I nagle, gdzieś z mojego wnętrza, a może zza czarodziejskich rozsuwanych drzwi, zaczyna płynąć melodia, którą tak dobrze pamiętam i znam. Melodia Atlantycka! Melodia mojego marzenia o świecie, w którym jest tylko miłość – nie ma żadnego osądu, segregacji, negacji. Wszystko, co ludzkie jest święte, a świat to miejsce radości, braterstwa, wspólnego tworzenia i cieszenia się tym, kim jesteśmy! Przepełnia mnie słodycz.

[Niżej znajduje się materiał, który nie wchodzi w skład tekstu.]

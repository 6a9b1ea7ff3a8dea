use life_core::{Generation, LifeConfig, LifeWorld, Rgba, Seed, Topology, WorldError};

fn world(width: usize, height: usize, workers: usize) -> LifeWorld {
    LifeWorld::new(LifeConfig {
        grid_width: width,
        grid_height: height,
        worker_count: workers,
        rng_seed: Some(0x5EED),
        ..LifeConfig::default()
    })
}

fn seed_from_rows(width: usize, height: usize, rows: &[(i64, i64)], name: &str) -> Seed {
    let mut seed = Seed::blank(width, height, name);
    for &(x, y) in rows {
        seed.stamp(x, y, Rgba::opaque(200, 200, 200));
    }
    seed
}

fn alive_coords(world: &LifeWorld) -> Vec<(usize, usize)> {
    let grid = world.grid();
    let mut coords = Vec::new();
    for y in 0..grid.height() {
        for x in 0..grid.width() {
            if grid.is_alive(x, y) {
                coords.push((x, y));
            }
        }
    }
    coords
}

#[test]
fn blinker_oscillates_with_period_two() {
    let mut world = world(5, 5, 2);
    let horizontal = [(1, 2), (2, 2), (3, 2)];
    world
        .apply_seed(seed_from_rows(5, 5, &horizontal, "blinker"))
        .expect("seed");

    let initial = alive_coords(&world);
    world.step();
    assert_eq!(alive_coords(&world), vec![(2, 1), (2, 2), (2, 3)]);
    world.step();
    assert_eq!(alive_coords(&world), initial);

    // Stays periodic indefinitely.
    for _ in 0..20 {
        world.step();
    }
    assert_eq!(alive_coords(&world), initial);
    assert_eq!(world.generation(), Generation(22));
}

#[test]
fn block_is_a_still_life() {
    let mut world = world(6, 6, 3);
    let block = [(2, 2), (3, 2), (2, 3), (3, 3)];
    world
        .apply_seed(seed_from_rows(6, 6, &block, "block"))
        .expect("seed");
    let initial = alive_coords(&world);
    let initial_colors: Vec<Rgba> = initial
        .iter()
        .map(|&(x, y)| world.grid().color_at(x, y))
        .collect();

    for _ in 0..16 {
        world.step();
    }

    assert_eq!(alive_coords(&world), initial);
    // Survivors keep their colors unchanged.
    let colors: Vec<Rgba> = initial
        .iter()
        .map(|&(x, y)| world.grid().color_at(x, y))
        .collect();
    assert_eq!(colors, initial_colors);
}

#[test]
fn glider_translates_by_one_one_after_four_steps() {
    let glider = [(1, 0), (2, 1), (0, 2), (1, 2), (2, 2)];
    let mut world = world(12, 12, 4);
    world
        .apply_seed(seed_from_rows(12, 12, &glider, "glider"))
        .expect("seed");
    let initial = alive_coords(&world);

    for _ in 0..4 {
        world.step();
    }

    let translated: Vec<(usize, usize)> = initial.iter().map(|&(x, y)| (x + 1, y + 1)).collect();
    assert_eq!(alive_coords(&world), translated);
}

#[test]
fn glider_wraps_around_the_torus() {
    let glider = [(1, 0), (2, 1), (0, 2), (1, 2), (2, 2)];
    let mut world = world(8, 8, 3);
    world
        .apply_seed(seed_from_rows(8, 8, &glider, "glider"))
        .expect("seed");
    let initial = alive_coords(&world);

    // On an 8x8 torus a glider revisits its start after 8 * 4 steps.
    for _ in 0..32 {
        world.step();
    }
    assert_eq!(alive_coords(&world), initial);
}

#[test]
fn stepping_is_deterministic_modulo_color() {
    let cells = [(3, 1), (4, 2), (2, 3), (3, 3), (4, 3), (7, 6), (6, 6)];
    let mut a = world(10, 10, 1);
    let mut b = world(10, 10, 1);
    a.apply_seed(seed_from_rows(10, 10, &cells, "soup")).expect("seed");
    b.apply_seed(seed_from_rows(10, 10, &cells, "soup")).expect("seed");

    for _ in 0..24 {
        a.step();
        b.step();
    }
    assert_eq!(a.grid().cells(), b.grid().cells());
}

#[test]
fn worker_count_does_not_change_results() {
    let cells = [
        (1, 0),
        (2, 1),
        (0, 2),
        (1, 2),
        (2, 2),
        (8, 5),
        (9, 5),
        (8, 6),
        (9, 6),
        (4, 9),
        (5, 9),
        (6, 9),
    ];
    // Heights both divisible (12 % 4 == 0) and not (13 % 4 != 0) by the
    // worker count, plus more workers than rows.
    for height in [12usize, 13] {
        let reference = {
            let mut w = world(14, height, 1);
            w.apply_seed(seed_from_rows(14, height, &cells, "mixed"))
                .expect("seed");
            for _ in 0..16 {
                w.step();
            }
            w.grid().cells().to_vec()
        };
        for workers in [2usize, 4, 8, 64] {
            let mut w = world(14, height, workers);
            w.apply_seed(seed_from_rows(14, height, &cells, "mixed"))
                .expect("seed");
            for _ in 0..16 {
                w.step();
            }
            assert_eq!(
                w.grid().cells(),
                reference.as_slice(),
                "divergence at height {height} with {workers} workers"
            );
        }
    }
}

#[test]
fn all_dead_grid_steps_to_all_dead() {
    let mut world = world(9, 7, 8);
    world.step();
    world.step();
    assert_eq!(world.population(), 0);
    assert_eq!(world.generation(), Generation(2));
}

#[test]
fn resize_preserves_overlap_and_truncates() {
    let cells = [(0, 0), (2, 1), (4, 3)];
    let mut world = world(5, 4, 2);
    world
        .apply_seed(seed_from_rows(5, 4, &cells, "corners"))
        .expect("seed");

    world.resize(8, 6);
    assert_eq!(alive_coords(&world), vec![(0, 0), (2, 1), (4, 3)]);

    world.resize(3, 2);
    assert_eq!(alive_coords(&world), vec![(0, 0), (2, 1)]);
}

#[test]
fn resize_clamps_degenerate_sizes() {
    let mut world = world(5, 5, 2);
    world.resize(0, 0);
    assert_eq!(world.grid().width(), 1);
    assert_eq!(world.grid().height(), 1);
    // Still steppable afterwards.
    world.step();
    assert_eq!(world.population(), 0);
}

#[test]
fn mismatched_seed_is_rejected_and_state_kept() {
    let cells = [(1, 1), (2, 1), (3, 1)];
    let mut world = world(6, 6, 2);
    world
        .apply_seed(seed_from_rows(6, 6, &cells, "blinker"))
        .expect("seed");
    world.step();
    let before = alive_coords(&world);
    let generation = world.generation();

    let err = world
        .apply_seed(Seed::blank(4, 4, "wrong"))
        .expect_err("must reject wrong-sized seed");
    assert!(matches!(err, WorldError::SeedDimensionMismatch { .. }));
    assert_eq!(alive_coords(&world), before);
    assert_eq!(world.generation(), generation);
    assert_eq!(world.pattern_name(), "blinker");
}

#[test]
fn clamped_topology_keeps_interior_patterns_identical() {
    // A pattern away from every border behaves the same under both
    // topologies.
    let glider = [(4, 3), (5, 4), (3, 5), (4, 5), (5, 5)];
    let mut torus = LifeWorld::new(LifeConfig {
        grid_width: 16,
        grid_height: 16,
        topology: Topology::Torus,
        rng_seed: Some(1),
        ..LifeConfig::default()
    });
    let mut clamped = LifeWorld::new(LifeConfig {
        grid_width: 16,
        grid_height: 16,
        topology: Topology::Clamped,
        rng_seed: Some(1),
        ..LifeConfig::default()
    });
    torus
        .apply_seed(seed_from_rows(16, 16, &glider, "glider"))
        .expect("seed");
    clamped
        .apply_seed(seed_from_rows(16, 16, &glider, "glider"))
        .expect("seed");

    for _ in 0..4 {
        torus.step();
        clamped.step();
    }
    assert_eq!(torus.grid().cells(), clamped.grid().cells());
}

Serce pompuje świetlną krew…

Jakaś tama puszcza we mnie i uwalnia tę rzekę miłości, która wylewa się łzami moich oczu, łzami szczęścia i zachwytu. Ale czuje się trochę niepewnie, umysł chce blokować, bo jestem w metrze i nie mogę aż tak pozwolić temu płynąć…

Wtem odzywa się głos Duszy: „Nie powstrzymuj rzeki miłości. Nie powstrzymuj łez, które są święte – światła, które jest nadzieją i pięknem!”

Puszczam się… łzy ciekną po policzkach, łkam z rozkoszy, czując tak olbrzymi zachwyt nad życiem, nad człowiekiem… och! Śmieję się jak szaleniec!

Magiczne wrota rozsuwają się, wysiadam, a ze mną ludzie – lustra doświadczeń – piękno, które jest tak wielkie, że nawet słoneczny zielony świat po drugiej stronie ruchomych schodów zdaje się tylko tłem dla świecących serc ludzkich diamentów.

Kłaniam się im, gdy idę i świecę łzami miłości, a twarz rzeźbią rysy jokerowskiego uśmiechu.

To najpiękniejszy świat, jaki widziałem!